• [What is needed]: Return each line of the entries that holds the string "filename".

━━━━━━

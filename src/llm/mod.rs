//! Language-model boundary: HTTP client, prompt assembly, structured output

pub mod client;
pub mod context;
pub mod parser;

pub use client::{ChatMessage, LlmClient, Role};
pub use context::InterviewContext;
pub use parser::{match_questionnaire_columns, parse_column_matches};
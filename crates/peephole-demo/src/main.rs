//! Demo host process for the Peephole object browser.
//!
//! Builds a small object graph with a custom-rendered root, a custom
//! summary, heterogeneous collections, and a lock-guarded counter that a
//! background task keeps updating, then serves it over HTTP.
//!
//! # Environment
//!
//! - `PEEPHOLE_PREFIX` -- mount prefix (default `/oop/`)
//! - `PEEPHOLE_HOST`, `PEEPHOLE_PORT`, `PEEPHOLE_VERBOSE` -- see
//!   [`ServerConfig::from_env`]
//! - `RUST_LOG` -- log filter (default `info`)

mod error;
mod model;

use std::sync::Arc;
use std::time::Duration;

use peephole_server::{start_server, Mount, ServerConfig};
use tracing::info;
use tracing_subscriber::EnvFilter;

use crate::error::DemoError;

/// Mount prefix used when `PEEPHOLE_PREFIX` is unset.
const DEFAULT_PREFIX: &str = "/oop/";

/// Interval between updates of the live counters.
const TICK_INTERVAL: Duration = Duration::from_secs(1);

/// Application entry point.
///
/// Initializes logging, loads configuration, starts the counter task, and
/// serves the sample graph until the process is terminated.
///
/// # Errors
///
/// Returns an error if configuration is invalid or the server fails.
#[tokio::main]
async fn main() -> Result<(), Box<dyn std::error::Error>> {
    tracing_subscriber::fmt()
        .with_env_filter(
            EnvFilter::try_from_default_env().unwrap_or_else(|_| EnvFilter::new("info")),
        )
        .with_target(true)
        .init();

    info!("peephole-demo starting");

    run().await?;
    Ok(())
}

async fn run() -> Result<(), DemoError> {
    let config = ServerConfig::from_env()?;
    let prefix = std::env::var("PEEPHOLE_PREFIX").unwrap_or_else(|_| DEFAULT_PREFIX.to_owned());

    let root = Arc::new(model::sample());
    let ticker = tokio::spawn(model::run_ticker(Arc::clone(&root), TICK_INTERVAL));

    let mount = Mount::new(prefix, root)?;
    info!(
        prefix = mount.prefix(),
        host = %config.host,
        port = config.port,
        verbose = config.verbose,
        "Configuration loaded"
    );

    let result = start_server(&config, vec![mount]).await;
    ticker.abort();
    result?;
    Ok(())
}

━━━━━━

• [Solution to the exercise]:
filename src/llm/mod.rs
filename crates/peephole-demo/src/main.rs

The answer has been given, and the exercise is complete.